I've heard that the inkjet technology on the Riso type machines will only get better and better and in about five years it will rival, if not surpass, the toner based technology in quality, with the advantage that it can print items such envelope, which is not possible on most of today's toner based machines.
 
I've heard that they are working on the next HC5500 but that it will be first released in Japan and then later on to the US. The device is built through a partnership with Toshiba and Olympus.

For those that went to Drupa, and yes I realize they were just technology demonstrations, the sheetfed inkjet machines from Fuji and Screen are way further along then the Riso quality available today, although they these two new ones are coating the stock inline to improve the quality. While Riso was not showing at all Olympus showed a narrow web press.

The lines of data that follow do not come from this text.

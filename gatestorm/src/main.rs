mod cli;
mod exit_codes;
mod logging;
mod output;
mod run;
mod run_error;

use clap::Parser;
use mimalloc::MiMalloc;

#[global_allocator]
static GLOBAL: MiMalloc = MiMalloc;

#[tokio::main]
async fn main() {
    let cli = match cli::Cli::try_parse() {
        Ok(v) => v,
        Err(err) => {
            use clap::error::ErrorKind;
            let _ = err.print();
            let code = match err.kind() {
                ErrorKind::DisplayHelp | ErrorKind::DisplayVersion => {
                    exit_codes::ExitCode::Success.as_i32()
                }
                _ => exit_codes::ExitCode::InvalidInput.as_i32(),
            };
            std::process::exit(code);
        }
    };

    let code = match cli.command {
        cli::Command::Run(args) => {
            if let Err(err) = logging::init(&args.log_level) {
                eprintln!("{err:#}");
                std::process::exit(exit_codes::ExitCode::InvalidInput.as_i32());
            }
            match run::run(args).await {
                Ok(code) => code.as_i32(),
                Err(err) => {
                    eprintln!("{err}");
                    err.exit_code().as_i32()
                }
            }
        }
        cli::Command::List(args) => match run::list(args) {
            Ok(()) => exit_codes::ExitCode::Success.as_i32(),
            Err(err) => {
                eprintln!("{err:#}");
                exit_codes::ExitCode::RuntimeError.as_i32()
            }
        },
    };

    std::process::exit(code);
}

Moving forward to Graph Expo this year PSI Engineering was there with their machine(Oki Data) they have had for a while to print envelopes. Xante showed their new envelope printer (also starts out as an Oki Data) to print color envelopes as well. The envelope side of digital printing has been lagging for some time now with the only other system I am aware of is from MGI and their envelope feeder that can be mounted onto the DP40 or DP60. Though you could buy a room full of Oki based machines for the cost of one MGI machine for dedicated envelope production. The one advantage of the $225,000+ MGI is that they can bleed on 3 sides while the under $15,000 Oki printers can't bleed at all.